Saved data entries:
════════

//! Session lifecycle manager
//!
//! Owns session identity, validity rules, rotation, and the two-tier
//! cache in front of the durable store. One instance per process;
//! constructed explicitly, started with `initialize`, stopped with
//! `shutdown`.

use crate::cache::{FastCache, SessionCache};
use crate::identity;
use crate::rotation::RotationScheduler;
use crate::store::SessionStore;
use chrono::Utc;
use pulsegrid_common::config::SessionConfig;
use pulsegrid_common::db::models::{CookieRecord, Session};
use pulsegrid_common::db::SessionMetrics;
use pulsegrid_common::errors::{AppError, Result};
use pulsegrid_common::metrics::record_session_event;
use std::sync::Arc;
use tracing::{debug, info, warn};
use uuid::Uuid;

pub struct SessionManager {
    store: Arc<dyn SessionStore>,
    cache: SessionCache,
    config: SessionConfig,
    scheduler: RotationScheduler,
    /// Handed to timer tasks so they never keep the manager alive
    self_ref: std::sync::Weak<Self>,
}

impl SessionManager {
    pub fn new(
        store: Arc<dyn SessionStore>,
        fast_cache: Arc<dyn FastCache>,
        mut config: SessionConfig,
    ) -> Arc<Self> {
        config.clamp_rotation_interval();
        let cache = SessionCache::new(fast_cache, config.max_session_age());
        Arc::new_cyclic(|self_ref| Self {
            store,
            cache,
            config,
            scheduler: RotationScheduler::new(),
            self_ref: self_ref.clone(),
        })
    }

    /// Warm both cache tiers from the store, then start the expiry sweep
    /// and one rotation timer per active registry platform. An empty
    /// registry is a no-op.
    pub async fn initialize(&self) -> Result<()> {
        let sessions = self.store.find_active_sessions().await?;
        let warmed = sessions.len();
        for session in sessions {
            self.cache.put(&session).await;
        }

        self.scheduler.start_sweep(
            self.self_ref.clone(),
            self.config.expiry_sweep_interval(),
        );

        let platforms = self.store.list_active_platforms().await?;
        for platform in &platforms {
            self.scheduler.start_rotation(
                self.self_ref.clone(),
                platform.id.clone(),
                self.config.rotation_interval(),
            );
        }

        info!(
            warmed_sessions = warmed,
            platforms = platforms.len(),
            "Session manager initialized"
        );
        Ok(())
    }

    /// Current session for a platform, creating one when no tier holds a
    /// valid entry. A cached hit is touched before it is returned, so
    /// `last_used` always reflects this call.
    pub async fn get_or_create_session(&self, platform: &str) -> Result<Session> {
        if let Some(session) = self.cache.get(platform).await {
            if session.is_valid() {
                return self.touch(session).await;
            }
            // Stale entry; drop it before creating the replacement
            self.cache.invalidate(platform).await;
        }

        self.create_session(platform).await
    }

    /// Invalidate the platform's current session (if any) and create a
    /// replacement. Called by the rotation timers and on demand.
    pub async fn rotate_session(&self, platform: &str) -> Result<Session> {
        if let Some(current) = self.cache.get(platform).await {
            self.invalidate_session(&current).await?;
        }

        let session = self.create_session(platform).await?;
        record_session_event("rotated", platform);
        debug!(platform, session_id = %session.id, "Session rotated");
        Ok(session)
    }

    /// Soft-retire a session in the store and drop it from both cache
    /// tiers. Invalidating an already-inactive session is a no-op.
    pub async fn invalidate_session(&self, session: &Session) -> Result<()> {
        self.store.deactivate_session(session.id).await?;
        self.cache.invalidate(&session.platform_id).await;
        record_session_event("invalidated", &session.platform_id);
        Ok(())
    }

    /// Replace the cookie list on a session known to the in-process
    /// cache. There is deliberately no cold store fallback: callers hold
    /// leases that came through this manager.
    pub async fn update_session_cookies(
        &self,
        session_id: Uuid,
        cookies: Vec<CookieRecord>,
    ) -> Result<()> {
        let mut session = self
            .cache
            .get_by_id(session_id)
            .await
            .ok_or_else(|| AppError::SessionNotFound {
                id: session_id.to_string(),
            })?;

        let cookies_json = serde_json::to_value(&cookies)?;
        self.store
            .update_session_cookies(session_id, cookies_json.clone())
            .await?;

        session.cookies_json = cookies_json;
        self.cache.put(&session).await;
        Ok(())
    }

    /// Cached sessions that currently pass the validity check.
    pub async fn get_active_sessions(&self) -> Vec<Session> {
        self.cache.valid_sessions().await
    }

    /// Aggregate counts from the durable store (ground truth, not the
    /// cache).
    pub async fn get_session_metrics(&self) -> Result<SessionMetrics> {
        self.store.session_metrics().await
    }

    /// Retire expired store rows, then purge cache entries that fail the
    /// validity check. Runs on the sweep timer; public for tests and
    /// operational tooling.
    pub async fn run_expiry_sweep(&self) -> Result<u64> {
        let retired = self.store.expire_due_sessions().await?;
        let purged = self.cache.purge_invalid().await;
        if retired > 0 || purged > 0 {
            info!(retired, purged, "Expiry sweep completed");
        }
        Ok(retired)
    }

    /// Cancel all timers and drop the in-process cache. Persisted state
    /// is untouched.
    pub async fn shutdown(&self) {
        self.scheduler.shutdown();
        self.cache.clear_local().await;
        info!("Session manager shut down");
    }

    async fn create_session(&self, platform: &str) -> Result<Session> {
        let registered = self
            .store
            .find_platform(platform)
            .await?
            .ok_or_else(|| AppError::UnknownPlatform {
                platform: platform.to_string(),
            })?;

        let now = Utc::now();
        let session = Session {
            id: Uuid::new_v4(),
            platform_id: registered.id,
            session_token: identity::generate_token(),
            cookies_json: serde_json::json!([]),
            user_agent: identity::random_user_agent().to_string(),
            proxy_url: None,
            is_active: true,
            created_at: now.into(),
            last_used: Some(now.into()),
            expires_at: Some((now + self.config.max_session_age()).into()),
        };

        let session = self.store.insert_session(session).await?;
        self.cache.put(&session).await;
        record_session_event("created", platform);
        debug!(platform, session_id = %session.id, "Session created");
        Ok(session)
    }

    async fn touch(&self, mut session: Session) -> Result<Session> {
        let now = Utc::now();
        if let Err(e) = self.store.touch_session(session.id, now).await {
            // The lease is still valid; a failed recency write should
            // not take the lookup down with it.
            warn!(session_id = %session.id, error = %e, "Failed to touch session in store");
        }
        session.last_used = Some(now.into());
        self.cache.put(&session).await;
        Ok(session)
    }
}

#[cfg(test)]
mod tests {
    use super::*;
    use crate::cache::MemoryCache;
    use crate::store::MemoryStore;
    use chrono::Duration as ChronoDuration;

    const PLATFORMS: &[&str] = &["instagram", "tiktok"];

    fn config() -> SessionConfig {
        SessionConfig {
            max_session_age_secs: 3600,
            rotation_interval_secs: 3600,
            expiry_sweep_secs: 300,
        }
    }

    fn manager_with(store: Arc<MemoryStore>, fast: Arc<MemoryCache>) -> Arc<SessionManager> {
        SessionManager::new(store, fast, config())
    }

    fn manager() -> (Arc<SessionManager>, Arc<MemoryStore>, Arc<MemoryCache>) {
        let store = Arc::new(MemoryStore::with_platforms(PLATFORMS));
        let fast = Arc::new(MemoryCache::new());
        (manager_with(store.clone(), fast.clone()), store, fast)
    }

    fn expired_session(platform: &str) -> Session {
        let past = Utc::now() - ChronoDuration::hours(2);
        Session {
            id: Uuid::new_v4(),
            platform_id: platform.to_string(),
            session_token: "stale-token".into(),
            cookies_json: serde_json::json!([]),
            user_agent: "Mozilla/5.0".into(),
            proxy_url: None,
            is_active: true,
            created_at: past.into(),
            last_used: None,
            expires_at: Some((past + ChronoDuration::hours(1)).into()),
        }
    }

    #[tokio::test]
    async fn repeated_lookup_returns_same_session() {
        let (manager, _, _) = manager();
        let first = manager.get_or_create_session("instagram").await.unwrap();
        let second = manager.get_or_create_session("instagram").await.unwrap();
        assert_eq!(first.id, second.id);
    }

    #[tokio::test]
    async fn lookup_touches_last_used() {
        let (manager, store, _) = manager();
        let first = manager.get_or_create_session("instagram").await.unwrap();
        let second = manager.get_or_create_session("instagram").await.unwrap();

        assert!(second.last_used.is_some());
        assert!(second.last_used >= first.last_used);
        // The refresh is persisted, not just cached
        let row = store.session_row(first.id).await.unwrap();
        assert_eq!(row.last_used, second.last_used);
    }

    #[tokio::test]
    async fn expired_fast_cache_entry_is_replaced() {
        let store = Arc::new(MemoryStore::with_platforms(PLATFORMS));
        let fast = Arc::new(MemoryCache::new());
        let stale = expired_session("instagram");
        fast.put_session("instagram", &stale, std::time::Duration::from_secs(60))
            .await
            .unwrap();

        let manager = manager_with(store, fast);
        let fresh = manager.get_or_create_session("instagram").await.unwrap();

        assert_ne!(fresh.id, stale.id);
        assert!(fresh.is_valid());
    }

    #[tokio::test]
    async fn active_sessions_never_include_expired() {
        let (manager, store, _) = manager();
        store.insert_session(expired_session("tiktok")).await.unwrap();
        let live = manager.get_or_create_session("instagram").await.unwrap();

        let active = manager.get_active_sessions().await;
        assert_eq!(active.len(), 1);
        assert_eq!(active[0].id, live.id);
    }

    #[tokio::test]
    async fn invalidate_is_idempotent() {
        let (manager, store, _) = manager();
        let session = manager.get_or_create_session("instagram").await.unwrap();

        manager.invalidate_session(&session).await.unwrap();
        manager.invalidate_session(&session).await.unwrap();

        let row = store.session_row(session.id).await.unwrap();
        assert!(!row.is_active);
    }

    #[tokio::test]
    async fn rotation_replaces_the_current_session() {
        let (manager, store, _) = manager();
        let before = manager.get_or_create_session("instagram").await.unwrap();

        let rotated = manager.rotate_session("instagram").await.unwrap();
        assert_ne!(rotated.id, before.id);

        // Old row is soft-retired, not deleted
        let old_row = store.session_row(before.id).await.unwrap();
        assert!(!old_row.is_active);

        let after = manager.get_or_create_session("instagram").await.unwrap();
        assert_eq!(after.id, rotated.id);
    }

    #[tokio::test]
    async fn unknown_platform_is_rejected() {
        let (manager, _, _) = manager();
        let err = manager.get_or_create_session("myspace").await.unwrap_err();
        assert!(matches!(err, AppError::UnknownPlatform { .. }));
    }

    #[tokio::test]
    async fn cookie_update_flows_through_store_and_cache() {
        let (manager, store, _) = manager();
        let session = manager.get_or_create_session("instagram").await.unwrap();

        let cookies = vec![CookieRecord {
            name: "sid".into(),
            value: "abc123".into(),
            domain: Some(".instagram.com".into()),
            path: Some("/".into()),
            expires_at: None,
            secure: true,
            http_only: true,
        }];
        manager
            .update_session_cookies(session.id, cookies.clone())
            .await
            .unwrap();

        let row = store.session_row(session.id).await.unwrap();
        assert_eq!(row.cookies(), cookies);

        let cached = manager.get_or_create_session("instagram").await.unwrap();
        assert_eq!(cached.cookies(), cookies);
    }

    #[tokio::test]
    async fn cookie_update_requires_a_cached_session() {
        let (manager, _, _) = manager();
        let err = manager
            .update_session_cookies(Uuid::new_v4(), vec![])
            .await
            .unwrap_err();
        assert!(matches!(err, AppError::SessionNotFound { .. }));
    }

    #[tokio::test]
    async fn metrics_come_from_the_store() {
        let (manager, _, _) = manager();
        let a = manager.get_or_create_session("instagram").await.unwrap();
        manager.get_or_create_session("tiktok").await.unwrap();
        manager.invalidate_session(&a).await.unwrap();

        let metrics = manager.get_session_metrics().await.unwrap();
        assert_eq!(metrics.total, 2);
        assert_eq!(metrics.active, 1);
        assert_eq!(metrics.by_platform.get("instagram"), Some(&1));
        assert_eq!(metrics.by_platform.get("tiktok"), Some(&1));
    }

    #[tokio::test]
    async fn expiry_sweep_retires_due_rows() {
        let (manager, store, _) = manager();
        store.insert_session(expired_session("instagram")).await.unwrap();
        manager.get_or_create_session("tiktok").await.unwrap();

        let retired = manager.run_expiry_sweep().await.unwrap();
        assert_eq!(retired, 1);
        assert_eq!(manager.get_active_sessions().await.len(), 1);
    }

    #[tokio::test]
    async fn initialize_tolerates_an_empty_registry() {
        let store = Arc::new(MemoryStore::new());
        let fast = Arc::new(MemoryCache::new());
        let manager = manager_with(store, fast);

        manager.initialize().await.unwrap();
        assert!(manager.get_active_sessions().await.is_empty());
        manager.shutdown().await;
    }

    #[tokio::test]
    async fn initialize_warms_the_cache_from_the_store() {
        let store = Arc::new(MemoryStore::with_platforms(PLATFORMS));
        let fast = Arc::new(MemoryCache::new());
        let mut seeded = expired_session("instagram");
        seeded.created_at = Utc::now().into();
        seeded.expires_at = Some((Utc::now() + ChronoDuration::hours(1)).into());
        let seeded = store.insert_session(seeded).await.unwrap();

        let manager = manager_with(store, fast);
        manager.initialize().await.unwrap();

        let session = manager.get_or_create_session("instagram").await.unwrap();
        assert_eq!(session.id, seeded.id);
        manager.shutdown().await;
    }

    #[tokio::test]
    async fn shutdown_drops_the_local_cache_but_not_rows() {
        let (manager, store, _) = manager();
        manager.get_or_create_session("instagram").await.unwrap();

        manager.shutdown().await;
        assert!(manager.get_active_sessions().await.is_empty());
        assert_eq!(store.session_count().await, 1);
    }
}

════════

> Problem requirements:
Would you copy out exactly the lines above that start at the one containing "async fn expired_fast_cache_entry_is_replaced()" and end at the one containing "async fn invalidate_is_idempotent()", inclusive?

> Response to the exercise:
    async fn expired_fast_cache_entry_is_replaced() {
        let store = Arc::new(MemoryStore::with_platforms(PLATFORMS));
        let fast = Arc::new(MemoryCache::new());
        let stale = expired_session("instagram");
        fast.put_session("instagram", &stale, std::time::Duration::from_secs(60))
            .await
            .unwrap();

        let manager = manager_with(store, fast);
        let fresh = manager.get_or_create_session("instagram").await.unwrap();

        assert_ne!(fresh.id, stale.id);
        assert!(fresh.is_valid());
    }

    #[tokio::test]
    async fn active_sessions_never_include_expired() {
        let (manager, store, _) = manager();
        store.insert_session(expired_session("tiktok")).await.unwrap();
        let live = manager.get_or_create_session("instagram").await.unwrap();

        let active = manager.get_active_sessions().await;
        assert_eq!(active.len(), 1);
        assert_eq!(active[0].id, live.id);
    }

    #[tokio::test]
    async fn invalidate_is_idempotent() {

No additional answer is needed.